EXERCISE DETAILS: Scan the material for the word "sessions" and copy each line where it occurs.

RECORDS SHOWN:
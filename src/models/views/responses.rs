use serde::{Deserialize, Serialize};
use ts_rs::TS;

use crate::models::sessions::entities::{PresentationType, Session};
use crate::models::submissions::entities::SubmissionStatus;
use crate::models::users::entities::User;

// 学生视图行：本人提交 + 派生的"是否有反馈"标记
#[derive(Debug, Clone, Serialize, TS)]
#[ts(export, export_to = "../frontend/src/types/generated/view.ts")]
pub struct StudentSubmissionRow {
    pub title: String,
    pub presentation_type: PresentationType,
    pub status: SubmissionStatus,
    pub session_id: String,
    pub submitted_at: chrono::NaiveDate,
    pub score: Option<i32>,
    pub has_feedback: bool,
    pub feedback: Option<String>,
}

#[derive(Debug, Serialize, TS)]
#[ts(export, export_to = "../frontend/src/types/generated/view.ts")]
pub struct StudentViewResponse {
    pub items: Vec<StudentSubmissionRow>,
}

// 评审视图行：分配到该评审场次的提交
#[derive(Debug, Clone, Serialize, TS)]
#[ts(export, export_to = "../frontend/src/types/generated/view.ts")]
pub struct EvaluatorTaskRow {
    pub owner: String,
    pub title: String,
    pub presentation_type: PresentationType,
    pub status: SubmissionStatus,
}

// 评分目标：仅 Pending 状态的提交可选
#[derive(Debug, Clone, Serialize, TS)]
#[ts(export, export_to = "../frontend/src/types/generated/view.ts")]
pub struct GradeTarget {
    pub owner: String,
    pub title: String,
}

#[derive(Debug, Serialize, TS)]
#[ts(export, export_to = "../frontend/src/types/generated/view.ts")]
pub struct EvaluatorViewResponse {
    pub assigned: Vec<EvaluatorTaskRow>,
    pub gradeable: Vec<GradeTarget>,
}

// 协调员总览行
#[derive(Debug, Clone, Serialize, TS)]
#[ts(export, export_to = "../frontend/src/types/generated/view.ts")]
pub struct OverviewSubmissionRow {
    pub owner: String,
    pub title: String,
    pub presentation_type: PresentationType,
    pub status: SubmissionStatus,
    pub session_id: String,
    pub score: Option<i32>,
}

#[derive(Debug, Serialize, TS)]
#[ts(export, export_to = "../frontend/src/types/generated/view.ts")]
pub struct CoordinatorViewResponse {
    pub submissions: Vec<OverviewSubmissionRow>,
    pub sessions: Vec<Session>,
    pub users: Vec<User>,
}

// 奖项类别：口头/海报两类按汇报形式过滤候选人，其余两类不过滤
#[derive(Debug, Clone, Copy, PartialEq, Eq, Serialize, TS)]
#[serde(rename_all = "snake_case")]
#[ts(export, export_to = "../frontend/src/types/generated/view.ts")]
pub enum AwardCategory {
    BestOral,
    BestPoster,
    PeoplesChoice,
    ResearchExcellence,
}

impl AwardCategory {
    pub fn display_name(&self) -> &'static str {
        match self {
            AwardCategory::BestOral => "Best Oral Presentation",
            AwardCategory::BestPoster => "Best Poster Presentation",
            AwardCategory::PeoplesChoice => "People's Choice Award",
            AwardCategory::ResearchExcellence => "Research Excellence",
        }
    }

    // 类别要求的汇报形式，None 表示不限
    pub fn required_type(&self) -> Option<PresentationType> {
        match self {
            AwardCategory::BestOral => Some(PresentationType::Oral),
            AwardCategory::BestPoster => Some(PresentationType::Poster),
            AwardCategory::PeoplesChoice | AwardCategory::ResearchExcellence => None,
        }
    }
}

impl<'de> Deserialize<'de> for AwardCategory {
    fn deserialize<D>(deserializer: D) -> Result<Self, D::Error>
    where
        D: serde::Deserializer<'de>,
    {
        let s = String::deserialize(deserializer)?;
        match s.as_str() {
            "best_oral" => Ok(AwardCategory::BestOral),
            "best_poster" => Ok(AwardCategory::BestPoster),
            "peoples_choice" => Ok(AwardCategory::PeoplesChoice),
            "research_excellence" => Ok(AwardCategory::ResearchExcellence),
            _ => Err(serde::de::Error::custom(format!(
                "无效的奖项类别: '{s}'. 支持: best_oral, best_poster, peoples_choice, research_excellence"
            ))),
        }
    }
}

#[derive(Debug, Clone, Serialize, TS)]
#[ts(export, export_to = "../frontend/src/types/generated/view.ts")]
pub struct AwardCandidate {
    pub owner: String,
    pub title: String,
}

#[derive(Debug, Serialize, TS)]
#[ts(export, export_to = "../frontend/src/types/generated/view.ts")]
pub struct AwardCandidatesResponse {
    pub category: AwardCategory,
    pub display_name: String,
    pub candidates: Vec<AwardCandidate>,
}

WRITTEN REPLY:
use crate::models::sessions::entities::{PresentationType, Session};
    pub sessions: Vec<Session>,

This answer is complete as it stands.